WINSTON-SALEM, N.C.-- At the recommendation of Winston-Salem's Public Safety and Citizen's Organizational Efficiency Review Committee, the city could cut its three full-time fire inspector positions.
City leaders say the cuts would save $135,000 a year and the work load could be easily spread to fire investigators, battalion companies that already perform some inspections.
Assistant City Manager Derwick Paige said the inspectors only average 1.6 inspections a day. The average inspection he said takes less than two and a half hours.
He said that work load can be easily redistributed without hindering public safety.
"The five part-time inspectors or investigators remaining will pick up an inspection per day. We think there will be ample time for them to complete those without seeing a depreciable decrease in the level of service that the citizens have become accustomed to," said Paige.
Alex MacDonald with the Winston-Salem Professional Firefighter's Association said cutting the jobs means cutting expertise that he believes saves lives.
"You can go through fire code and each section of it is there because of a disaster. They can find a lot of dangerous things to correct before they become a problem. These guys are specialists in fire code. They are knowledgeable about it they deal with it everyday," MacDonald said.
He argues the inspections take longer and that inspectors do more education and spend more time with businesses than reflected in the statistics city leaders are sharing.
MacDonald also says giving more inspections to on-duty fire companies presents problems for business owners.

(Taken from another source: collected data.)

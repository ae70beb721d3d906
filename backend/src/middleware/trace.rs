//! Tracing middleware attaching a request-scoped trace identifier.
//!
//! A valid `trace-id` request header is reused so a broker request and the
//! capability calls it triggers share one identifier. Otherwise a fresh UUID
//! is generated. The identifier is echoed on every response and recorded on a
//! `request` span.

use std::task::{Context, Poll};

use actix_web::Error;
use actix_web::dev::{Service, ServiceRequest, ServiceResponse, Transform};
use actix_web::http::header::{HeaderName, HeaderValue};
use futures_util::future::{LocalBoxFuture, Ready, ready};
use tracing::{Instrument, error, info_span};

use crate::domain::{TRACE_ID_HEADER, TraceId};

/// Tracing middleware scoping each request to a [`TraceId`].
///
/// Handlers read the identifier via [`TraceId::current`].
///
/// # Examples
/// ```
/// use actix_web::App;
/// use authbroker::Trace;
///
/// let app = App::new().wrap(Trace);
/// ```
#[derive(Clone)]
pub struct Trace;

impl<S, B> Transform<S, ServiceRequest> for Trace
where
    S: Service<ServiceRequest, Response = ServiceResponse<B>, Error = Error> + 'static,
    S::Future: 'static,
    B: 'static,
{
    type Response = ServiceResponse<B>;
    type Error = Error;
    type InitError = ();
    type Transform = TraceMiddleware<S>;
    type Future = Ready<Result<Self::Transform, Self::InitError>>;

    fn new_transform(&self, service: S) -> Self::Future {
        ready(Ok(TraceMiddleware { service }))
    }
}

/// Service wrapper produced by [`Trace`].
pub struct TraceMiddleware<S> {
    service: S,
}

fn inbound_trace_id(req: &ServiceRequest) -> Option<TraceId> {
    req.headers()
        .get(TRACE_ID_HEADER)
        .and_then(|value| value.to_str().ok())
        .and_then(TraceId::from_header)
}

impl<S, B> Service<ServiceRequest> for TraceMiddleware<S>
where
    S: Service<ServiceRequest, Response = ServiceResponse<B>, Error = Error> + 'static,
    S::Future: 'static,
    B: 'static,
{
    type Response = ServiceResponse<B>;
    type Error = Error;
    type Future = LocalBoxFuture<'static, Result<Self::Response, Self::Error>>;

    fn poll_ready(&self, cx: &mut Context<'_>) -> Poll<Result<(), Self::Error>> {
        self.service.poll_ready(cx)
    }

    fn call(&self, req: ServiceRequest) -> Self::Future {
        let trace_id = inbound_trace_id(&req).unwrap_or_else(TraceId::generate);
        let span = info_span!(
            "request",
            %trace_id,
            method = %req.method(),
            path = req.path(),
        );
        let header_value = trace_id.to_string();
        let fut = self.service.call(req);
        Box::pin(
            TraceId::scope(trace_id, async move {
                let mut res = fut.await?;
                match HeaderValue::from_str(&header_value) {
                    Ok(value) => {
                        res.response_mut()
                            .headers_mut()
                            .insert(HeaderName::from_static(TRACE_ID_HEADER), value);
                    }
                    Err(error) => {
                        error!(%error, %trace_id, "failed to encode trace identifier header");
                    }
                }
                Ok(res)
            })
            .instrument(span),
        )
    }
}
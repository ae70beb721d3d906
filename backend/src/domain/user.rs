//! User credential records.
//!
//! [`User`] is the full stored record, password hash included. It is not
//! serialisable; the outward form is [`PublicUser`], which omits the hash
//! structurally rather than by convention.

use std::fmt;

use chrono::{DateTime, Utc};
use serde::{Deserialize, Serialize};
use zeroize::Zeroizing;

use super::PasswordHash;

/// Validation errors returned by user value constructors.
#[derive(Debug, Clone, PartialEq, Eq)]
pub enum UserValidationError {
    EmptyEmail,
    InvalidEmail,
    EmptyPassword,
}

impl fmt::Display for UserValidationError {
    fn fmt(&self, f: &mut fmt::Formatter<'_>) -> fmt::Result {
        match self {
            Self::EmptyEmail => write!(f, "email must not be empty"),
            Self::InvalidEmail => write!(f, "email must contain a single '@' between two parts"),
            Self::EmptyPassword => write!(f, "password must not be empty"),
        }
    }
}

impl std::error::Error for UserValidationError {}

/// Surrogate numeric identity assigned by the store.
#[derive(Debug, Clone, Copy, PartialEq, Eq, PartialOrd, Ord, Hash, Serialize, Deserialize)]
#[serde(transparent)]
pub struct UserId(i32);

impl UserId {
    /// Wrap a raw identity value.
    pub const fn new(raw: i32) -> Self {
        Self(raw)
    }

    /// Raw identity value.
    pub const fn get(self) -> i32 {
        self.0
    }
}

impl fmt::Display for UserId {
    fn fmt(&self, f: &mut fmt::Formatter<'_>) -> fmt::Result {
        write!(f, "{}", self.0)
    }
}

/// Email address used as the login key.
///
/// Surrounding whitespace is trimmed; case is preserved and lookups compare
/// the stored form exactly.
#[derive(Debug, Clone, PartialEq, Eq, Hash, Serialize, Deserialize)]
#[serde(try_from = "String", into = "String")]
pub struct EmailAddress(String);

impl EmailAddress {
    /// Validate and construct an [`EmailAddress`].
    ///
    /// # Examples
    /// ```
    /// use authbroker::domain::EmailAddress;
    ///
    /// let email = EmailAddress::new("  Ada@Example.com ").expect("valid email");
    /// assert_eq!(email.as_str(), "Ada@Example.com");
    /// ```
    pub fn new(raw: impl AsRef<str>) -> Result<Self, UserValidationError> {
        let trimmed = raw.as_ref().trim();
        if trimmed.is_empty() {
            return Err(UserValidationError::EmptyEmail);
        }
        match trimmed.split_once('@') {
            Some((local, domain))
                if !local.is_empty() && !domain.is_empty() && !domain.contains('@') => {}
            _ => return Err(UserValidationError::InvalidEmail),
        }
        Ok(Self(trimmed.to_owned()))
    }

    /// Wrap an address read back from storage exactly as stored.
    ///
    /// No trimming or shape check is applied; rows written before validation
    /// existed must still load.
    pub fn from_stored(stored: impl Into<String>) -> Self {
        Self(stored.into())
    }

    /// Borrow the address.
    pub fn as_str(&self) -> &str {
        self.0.as_str()
    }
}

impl AsRef<str> for EmailAddress {
    fn as_ref(&self) -> &str {
        self.as_str()
    }
}

impl fmt::Display for EmailAddress {
    fn fmt(&self, f: &mut fmt::Formatter<'_>) -> fmt::Result {
        f.write_str(self.as_str())
    }
}

impl From<EmailAddress> for String {
    fn from(value: EmailAddress) -> Self {
        value.0
    }
}

impl TryFrom<String> for EmailAddress {
    type Error = UserValidationError;

    fn try_from(value: String) -> Result<Self, Self::Error> {
        Self::new(value)
    }
}

/// Candidate record for [`crate::domain::ports::CredentialStore::insert`].
///
/// Carries the plaintext password until the store hashes it; the buffer is
/// zeroed on drop.
#[derive(Debug, Clone)]
pub struct NewUser {
    pub email: EmailAddress,
    pub password: Zeroizing<String>,
    pub first_name: Option<String>,
    pub last_name: Option<String>,
    pub active: bool,
}

impl NewUser {
    /// Build an active candidate without profile names.
    pub fn new(email: EmailAddress, password: &str) -> Result<Self, UserValidationError> {
        if password.is_empty() {
            return Err(UserValidationError::EmptyPassword);
        }
        Ok(Self {
            email,
            password: Zeroizing::new(password.to_owned()),
            first_name: None,
            last_name: None,
            active: true,
        })
    }

    /// Attach optional first and last names.
    #[must_use]
    pub fn with_names(mut self, first_name: Option<String>, last_name: Option<String>) -> Self {
        self.first_name = first_name;
        self.last_name = last_name;
        self
    }
}

/// Stored user record.
///
/// ## Invariants
/// - `password_hash` is an encoded hash, never the plaintext.
/// - `deleted_at` is set iff the record was soft-deleted; soft-deleted records
///   have `active == false` and remain retrievable.
#[derive(Debug, Clone, PartialEq, Eq)]
pub struct User {
    pub id: UserId,
    pub email: EmailAddress,
    pub password_hash: PasswordHash,
    pub first_name: Option<String>,
    pub last_name: Option<String>,
    pub active: bool,
    pub created_at: DateTime<Utc>,
    pub updated_at: DateTime<Utc>,
    pub deleted_at: Option<DateTime<Utc>>,
}

impl User {
    /// Whether the record has been soft-deleted.
    pub fn is_deleted(&self) -> bool {
        self.deleted_at.is_some()
    }

    /// Outward view of this record with the hash removed.
    pub fn to_public(&self) -> PublicUser {
        PublicUser::from(self)
    }
}

/// User record as returned to callers. Has no password field.
#[derive(Debug, Clone, PartialEq, Eq, Serialize, Deserialize)]
pub struct PublicUser {
    pub id: UserId,
    pub email: EmailAddress,
    #[serde(default, skip_serializing_if = "Option::is_none")]
    pub first_name: Option<String>,
    #[serde(default, skip_serializing_if = "Option::is_none")]
    pub last_name: Option<String>,
    pub active: bool,
    pub created_at: DateTime<Utc>,
    pub updated_at: DateTime<Utc>,
    pub deleted_at: Option<DateTime<Utc>>,
}

impl From<&User> for PublicUser {
    fn from(user: &User) -> Self {
        Self {
            id: user.id,
            email: user.email.clone(),
            first_name: user.first_name.clone(),
            last_name: user.last_name.clone(),
            active: user.active,
            created_at: user.created_at,
            updated_at: user.updated_at,
            deleted_at: user.deleted_at,
        }
    }
}

impl From<User> for PublicUser {
    fn from(user: User) -> Self {
        Self::from(&user)
    }
}
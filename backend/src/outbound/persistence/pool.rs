//! Async connection pool for the credential store.
//!
//! Wraps `diesel-async` and `bb8`. The pool is built once at startup and
//! passed by value into the store; nothing reaches it through global state.

use std::time::Duration;

use diesel_async::AsyncPgConnection;
use diesel_async::pooled_connection::AsyncDieselConnectionManager;
use diesel_async::pooled_connection::bb8::{Pool, PooledConnection};

/// Errors that can occur during pool operations.
#[derive(Debug, Clone, PartialEq, Eq, thiserror::Error)]
pub enum PoolError {
    /// Failed to check out a connection from the pool.
    #[error("failed to get connection from pool: {message}")]
    Checkout { message: String },

    /// Failed to build the connection pool.
    #[error("failed to build connection pool: {message}")]
    Build { message: String },
}

impl PoolError {
    /// Create a checkout error with the given message.
    pub fn checkout(message: impl Into<String>) -> Self {
        Self::Checkout {
            message: message.into(),
        }
    }

    /// Create a build error with the given message.
    pub fn build(message: impl Into<String>) -> Self {
        Self::Build {
            message: message.into(),
        }
    }

    /// Human-readable detail without the variant prefix.
    pub fn into_message(self) -> String {
        match self {
            Self::Checkout { message } | Self::Build { message } => message,
        }
    }
}

/// Pool sizing and checkout limits.
///
/// Defaults: 10 connections, 2 idle, 30 second checkout timeout.
///
/// ```
/// use std::time::Duration;
/// use authbroker::outbound::persistence::PoolConfig;
///
/// let config = PoolConfig::new("postgres://auth@localhost/auth")
///     .with_max_size(20)
///     .with_connection_timeout(Duration::from_secs(5));
/// assert_eq!(config.max_size(), 20);
/// ```
#[derive(Debug, Clone)]
pub struct PoolConfig {
    database_url: String,
    max_size: u32,
    min_idle: Option<u32>,
    connection_timeout: Duration,
}

impl PoolConfig {
    /// Configuration for `database_url` with default limits.
    pub fn new(database_url: impl Into<String>) -> Self {
        Self {
            database_url: database_url.into(),
            max_size: 10,
            min_idle: Some(2),
            connection_timeout: Duration::from_secs(30),
        }
    }

    /// Set the maximum number of connections in the pool.
    pub fn with_max_size(mut self, max_size: u32) -> Self {
        self.max_size = max_size;
        self
    }

    /// Set the minimum number of idle connections to maintain.
    pub fn with_min_idle(mut self, min_idle: Option<u32>) -> Self {
        self.min_idle = min_idle;
        self
    }

    /// Set the connection checkout timeout.
    pub fn with_connection_timeout(mut self, timeout: Duration) -> Self {
        self.connection_timeout = timeout;
        self
    }

    pub fn database_url(&self) -> &str {
        &self.database_url
    }

    pub fn max_size(&self) -> u32 {
        self.max_size
    }

    pub fn min_idle(&self) -> Option<u32> {
        self.min_idle
    }

    pub fn connection_timeout(&self) -> Duration {
        self.connection_timeout
    }
}

/// Shared handle to the PostgreSQL pool. Cloning shares the same pool.
#[derive(Clone)]
pub struct DbPool {
    inner: Pool<AsyncPgConnection>,
}

impl DbPool {
    /// Build the pool.
    ///
    /// # Errors
    ///
    /// Returns `PoolError::Build` when the URL is invalid or the initial
    /// connections cannot be opened.
    pub async fn new(config: PoolConfig) -> Result<Self, PoolError> {
        let manager = AsyncDieselConnectionManager::<AsyncPgConnection>::new(&config.database_url);

        let pool = Pool::builder()
            .max_size(config.max_size)
            .min_idle(config.min_idle)
            .connection_timeout(config.connection_timeout)
            .build(manager)
            .await
            .map_err(|err| PoolError::build(err.to_string()))?;

        Ok(Self { inner: pool })
    }

    /// Check out a connection.
    ///
    /// # Errors
    ///
    /// Returns `PoolError::Checkout` if no connection frees up within the
    /// configured timeout.
    pub async fn get(&self) -> Result<PooledConnection<'_, AsyncPgConnection>, PoolError> {
        self.inner
            .get()
            .await
            .map_err(|err| PoolError::checkout(err.to_string()))
    }
}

"They may start an inspection and it may take four trips to fix it because they will get called away for a medical call or a fire call. It's a waste of that business owner's time," he said.
City leaders said because they require annual inspections instead of once every three years as mandated by the state, Winston-Salem is still providing higher levels of service, even without full-time inspectors.
The Firefighter's Association said Winston-Salem is the only major city that does not have full-time inspectors doing all inspections.
The fire inspector cuts are part of 26 proposals being recommended by the Citizens Review Committee that city council will begin debating next Monday night.